Start of WORKING DATA

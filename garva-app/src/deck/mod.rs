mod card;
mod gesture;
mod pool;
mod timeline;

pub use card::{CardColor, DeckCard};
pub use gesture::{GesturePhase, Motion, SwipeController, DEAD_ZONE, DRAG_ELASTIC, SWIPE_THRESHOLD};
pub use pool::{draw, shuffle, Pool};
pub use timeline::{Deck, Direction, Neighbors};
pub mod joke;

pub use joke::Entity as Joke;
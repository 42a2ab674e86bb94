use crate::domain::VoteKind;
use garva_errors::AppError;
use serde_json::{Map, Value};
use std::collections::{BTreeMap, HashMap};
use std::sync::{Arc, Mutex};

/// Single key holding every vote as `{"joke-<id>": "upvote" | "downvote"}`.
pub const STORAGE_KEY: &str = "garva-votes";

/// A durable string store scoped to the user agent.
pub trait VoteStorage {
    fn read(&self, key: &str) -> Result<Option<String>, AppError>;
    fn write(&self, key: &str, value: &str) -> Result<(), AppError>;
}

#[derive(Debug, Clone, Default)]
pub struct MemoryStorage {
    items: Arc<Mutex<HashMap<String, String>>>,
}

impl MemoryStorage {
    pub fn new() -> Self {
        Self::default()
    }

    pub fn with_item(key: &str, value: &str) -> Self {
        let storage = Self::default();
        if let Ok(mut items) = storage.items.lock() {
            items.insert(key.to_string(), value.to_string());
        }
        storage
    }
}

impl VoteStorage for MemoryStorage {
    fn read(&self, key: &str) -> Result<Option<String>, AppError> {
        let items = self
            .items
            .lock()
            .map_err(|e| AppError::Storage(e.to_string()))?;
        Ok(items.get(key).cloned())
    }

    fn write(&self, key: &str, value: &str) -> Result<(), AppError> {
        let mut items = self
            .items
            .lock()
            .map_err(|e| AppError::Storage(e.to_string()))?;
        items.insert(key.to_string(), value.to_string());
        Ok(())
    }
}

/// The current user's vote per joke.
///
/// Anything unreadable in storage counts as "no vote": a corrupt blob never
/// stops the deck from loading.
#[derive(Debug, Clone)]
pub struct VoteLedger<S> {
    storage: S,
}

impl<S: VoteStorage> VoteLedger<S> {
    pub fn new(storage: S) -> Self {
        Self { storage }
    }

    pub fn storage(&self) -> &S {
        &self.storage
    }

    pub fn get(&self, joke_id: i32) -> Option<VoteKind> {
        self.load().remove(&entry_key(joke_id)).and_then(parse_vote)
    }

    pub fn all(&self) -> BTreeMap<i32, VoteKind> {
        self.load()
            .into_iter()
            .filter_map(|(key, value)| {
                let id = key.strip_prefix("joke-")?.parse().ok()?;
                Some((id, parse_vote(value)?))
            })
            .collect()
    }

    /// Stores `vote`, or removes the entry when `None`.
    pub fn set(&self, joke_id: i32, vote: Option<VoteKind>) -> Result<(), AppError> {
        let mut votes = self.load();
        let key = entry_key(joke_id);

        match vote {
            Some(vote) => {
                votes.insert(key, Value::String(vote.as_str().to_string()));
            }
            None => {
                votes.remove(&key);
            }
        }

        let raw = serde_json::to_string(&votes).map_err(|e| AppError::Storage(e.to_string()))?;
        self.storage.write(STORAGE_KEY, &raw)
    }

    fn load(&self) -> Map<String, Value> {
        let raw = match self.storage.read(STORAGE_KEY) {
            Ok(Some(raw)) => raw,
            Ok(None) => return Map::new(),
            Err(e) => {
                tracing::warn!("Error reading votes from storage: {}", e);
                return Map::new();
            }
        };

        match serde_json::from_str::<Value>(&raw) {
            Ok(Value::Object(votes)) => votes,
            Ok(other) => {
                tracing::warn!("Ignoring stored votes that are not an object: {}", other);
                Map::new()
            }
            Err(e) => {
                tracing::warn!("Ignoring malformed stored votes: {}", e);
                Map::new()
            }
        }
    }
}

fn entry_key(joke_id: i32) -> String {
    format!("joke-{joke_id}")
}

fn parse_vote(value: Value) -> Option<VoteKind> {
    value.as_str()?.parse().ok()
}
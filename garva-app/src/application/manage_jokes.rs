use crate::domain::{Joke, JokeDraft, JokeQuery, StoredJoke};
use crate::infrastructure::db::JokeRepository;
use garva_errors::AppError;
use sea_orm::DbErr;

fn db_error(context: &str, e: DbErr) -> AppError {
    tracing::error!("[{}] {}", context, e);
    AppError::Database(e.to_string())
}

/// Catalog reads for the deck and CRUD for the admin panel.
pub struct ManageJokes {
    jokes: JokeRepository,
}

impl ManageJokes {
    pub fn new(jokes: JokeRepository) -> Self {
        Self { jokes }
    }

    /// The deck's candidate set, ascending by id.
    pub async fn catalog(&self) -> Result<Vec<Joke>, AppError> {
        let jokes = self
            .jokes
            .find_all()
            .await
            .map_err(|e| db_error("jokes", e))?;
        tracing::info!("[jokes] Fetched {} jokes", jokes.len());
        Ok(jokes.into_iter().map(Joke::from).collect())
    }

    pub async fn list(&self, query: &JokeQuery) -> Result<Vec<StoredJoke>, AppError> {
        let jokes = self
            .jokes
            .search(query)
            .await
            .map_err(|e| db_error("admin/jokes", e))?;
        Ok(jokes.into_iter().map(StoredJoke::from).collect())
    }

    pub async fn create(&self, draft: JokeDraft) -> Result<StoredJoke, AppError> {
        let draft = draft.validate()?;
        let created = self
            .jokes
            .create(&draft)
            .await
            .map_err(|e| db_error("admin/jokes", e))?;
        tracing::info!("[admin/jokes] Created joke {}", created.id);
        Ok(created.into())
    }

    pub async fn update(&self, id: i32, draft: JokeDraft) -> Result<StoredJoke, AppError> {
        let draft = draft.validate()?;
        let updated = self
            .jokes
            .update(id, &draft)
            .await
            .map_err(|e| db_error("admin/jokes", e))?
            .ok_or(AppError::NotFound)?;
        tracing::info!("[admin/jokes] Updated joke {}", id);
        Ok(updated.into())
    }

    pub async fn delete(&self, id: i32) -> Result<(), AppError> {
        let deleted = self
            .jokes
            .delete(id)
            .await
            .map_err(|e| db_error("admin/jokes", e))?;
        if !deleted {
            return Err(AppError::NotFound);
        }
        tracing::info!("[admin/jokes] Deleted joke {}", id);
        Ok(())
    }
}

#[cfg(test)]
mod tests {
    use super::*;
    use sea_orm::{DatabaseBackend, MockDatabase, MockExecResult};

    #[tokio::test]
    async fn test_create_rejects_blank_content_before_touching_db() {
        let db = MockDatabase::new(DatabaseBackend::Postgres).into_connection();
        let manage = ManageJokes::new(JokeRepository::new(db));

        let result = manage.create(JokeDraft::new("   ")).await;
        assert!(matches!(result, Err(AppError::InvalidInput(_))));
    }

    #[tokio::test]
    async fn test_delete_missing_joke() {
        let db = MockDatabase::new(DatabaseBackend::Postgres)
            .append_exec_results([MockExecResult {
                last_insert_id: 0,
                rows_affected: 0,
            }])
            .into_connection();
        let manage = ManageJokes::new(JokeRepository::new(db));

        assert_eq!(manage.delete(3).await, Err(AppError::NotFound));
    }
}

End of WORKING DATA
Start of WORKING DATA

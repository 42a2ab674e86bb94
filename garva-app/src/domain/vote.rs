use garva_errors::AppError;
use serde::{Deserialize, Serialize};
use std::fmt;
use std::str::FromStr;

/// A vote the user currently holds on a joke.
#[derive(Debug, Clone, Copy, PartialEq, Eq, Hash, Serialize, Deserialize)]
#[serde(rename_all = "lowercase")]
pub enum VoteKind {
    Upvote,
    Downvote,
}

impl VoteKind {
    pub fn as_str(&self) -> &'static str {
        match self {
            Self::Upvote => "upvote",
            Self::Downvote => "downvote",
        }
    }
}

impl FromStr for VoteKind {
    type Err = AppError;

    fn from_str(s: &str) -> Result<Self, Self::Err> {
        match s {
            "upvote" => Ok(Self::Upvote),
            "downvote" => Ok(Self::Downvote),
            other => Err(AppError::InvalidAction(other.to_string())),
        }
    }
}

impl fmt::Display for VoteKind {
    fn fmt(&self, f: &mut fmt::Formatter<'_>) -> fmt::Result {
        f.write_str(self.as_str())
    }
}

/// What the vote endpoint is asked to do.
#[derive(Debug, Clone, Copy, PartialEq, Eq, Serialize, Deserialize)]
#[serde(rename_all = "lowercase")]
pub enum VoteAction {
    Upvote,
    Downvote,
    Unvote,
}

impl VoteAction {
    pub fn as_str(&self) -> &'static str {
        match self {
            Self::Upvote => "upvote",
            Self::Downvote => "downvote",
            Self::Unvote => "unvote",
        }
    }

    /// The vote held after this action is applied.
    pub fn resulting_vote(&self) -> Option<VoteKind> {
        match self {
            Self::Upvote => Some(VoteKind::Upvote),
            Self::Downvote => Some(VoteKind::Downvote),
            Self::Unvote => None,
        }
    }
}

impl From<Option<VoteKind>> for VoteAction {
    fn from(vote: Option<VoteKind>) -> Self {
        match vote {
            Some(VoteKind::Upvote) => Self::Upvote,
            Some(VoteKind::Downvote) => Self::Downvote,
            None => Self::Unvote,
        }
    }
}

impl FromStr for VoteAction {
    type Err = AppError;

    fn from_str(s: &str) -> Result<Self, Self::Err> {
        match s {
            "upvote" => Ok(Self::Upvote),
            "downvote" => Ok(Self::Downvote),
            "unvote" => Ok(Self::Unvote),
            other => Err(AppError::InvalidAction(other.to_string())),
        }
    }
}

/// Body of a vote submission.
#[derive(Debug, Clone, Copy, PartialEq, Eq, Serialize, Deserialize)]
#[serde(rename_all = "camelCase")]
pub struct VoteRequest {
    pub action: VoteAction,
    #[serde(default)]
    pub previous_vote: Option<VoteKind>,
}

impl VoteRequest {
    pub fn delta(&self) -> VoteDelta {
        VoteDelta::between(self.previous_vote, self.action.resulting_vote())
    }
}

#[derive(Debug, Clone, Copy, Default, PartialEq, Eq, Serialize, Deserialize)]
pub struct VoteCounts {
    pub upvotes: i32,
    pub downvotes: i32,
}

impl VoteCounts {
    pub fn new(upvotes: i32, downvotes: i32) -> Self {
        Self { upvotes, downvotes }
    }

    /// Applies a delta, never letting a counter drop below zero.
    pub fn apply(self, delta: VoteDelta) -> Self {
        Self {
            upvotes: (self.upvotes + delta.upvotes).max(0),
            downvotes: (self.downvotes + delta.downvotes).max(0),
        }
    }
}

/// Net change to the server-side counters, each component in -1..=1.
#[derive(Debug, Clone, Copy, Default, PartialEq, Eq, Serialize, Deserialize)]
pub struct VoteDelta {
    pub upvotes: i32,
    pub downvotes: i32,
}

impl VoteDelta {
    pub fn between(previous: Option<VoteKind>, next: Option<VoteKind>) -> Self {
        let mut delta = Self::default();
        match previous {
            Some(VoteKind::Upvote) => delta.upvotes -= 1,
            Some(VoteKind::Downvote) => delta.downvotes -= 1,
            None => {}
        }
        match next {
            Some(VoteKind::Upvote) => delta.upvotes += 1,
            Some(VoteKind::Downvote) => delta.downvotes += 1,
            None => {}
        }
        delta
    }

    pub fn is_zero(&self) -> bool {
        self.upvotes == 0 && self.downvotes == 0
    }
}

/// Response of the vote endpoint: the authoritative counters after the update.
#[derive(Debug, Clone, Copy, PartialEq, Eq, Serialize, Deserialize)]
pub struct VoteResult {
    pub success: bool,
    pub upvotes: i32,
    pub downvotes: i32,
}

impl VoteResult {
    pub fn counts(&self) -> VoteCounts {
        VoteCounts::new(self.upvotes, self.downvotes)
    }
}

End of WORKING DATA
Start of WORKING DATA

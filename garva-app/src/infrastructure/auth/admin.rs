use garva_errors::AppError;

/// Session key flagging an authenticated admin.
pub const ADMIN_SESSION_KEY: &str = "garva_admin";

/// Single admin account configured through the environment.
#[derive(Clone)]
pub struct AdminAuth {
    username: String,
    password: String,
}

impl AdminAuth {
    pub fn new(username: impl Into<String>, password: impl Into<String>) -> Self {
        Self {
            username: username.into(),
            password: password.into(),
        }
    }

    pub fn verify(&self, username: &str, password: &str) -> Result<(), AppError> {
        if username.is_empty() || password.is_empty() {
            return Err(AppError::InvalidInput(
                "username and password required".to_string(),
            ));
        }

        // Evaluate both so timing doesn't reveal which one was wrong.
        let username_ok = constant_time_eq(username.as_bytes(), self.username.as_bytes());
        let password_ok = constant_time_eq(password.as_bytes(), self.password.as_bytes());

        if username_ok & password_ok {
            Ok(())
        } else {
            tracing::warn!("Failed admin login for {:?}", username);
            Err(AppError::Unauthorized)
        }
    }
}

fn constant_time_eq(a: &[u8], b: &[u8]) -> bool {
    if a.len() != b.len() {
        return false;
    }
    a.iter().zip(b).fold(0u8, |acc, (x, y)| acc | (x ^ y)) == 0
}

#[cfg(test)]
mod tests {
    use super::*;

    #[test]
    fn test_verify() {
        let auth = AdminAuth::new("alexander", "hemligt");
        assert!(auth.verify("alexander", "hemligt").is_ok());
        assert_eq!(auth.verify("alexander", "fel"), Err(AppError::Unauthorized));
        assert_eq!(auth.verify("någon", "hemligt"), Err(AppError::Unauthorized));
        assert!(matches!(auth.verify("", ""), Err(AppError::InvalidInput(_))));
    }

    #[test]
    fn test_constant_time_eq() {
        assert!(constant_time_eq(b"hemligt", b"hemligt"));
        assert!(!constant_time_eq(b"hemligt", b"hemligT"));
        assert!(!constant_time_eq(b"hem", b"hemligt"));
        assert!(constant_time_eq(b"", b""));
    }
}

End of WORKING DATA

ACTIVITY - Look over the material above and report each line holding "HashMap".

OUTPUT OF THE EXERCISE -
use std::collections::{BTreeMap, HashMap};
    items: Arc<Mutex<HashMap<String, String>>>,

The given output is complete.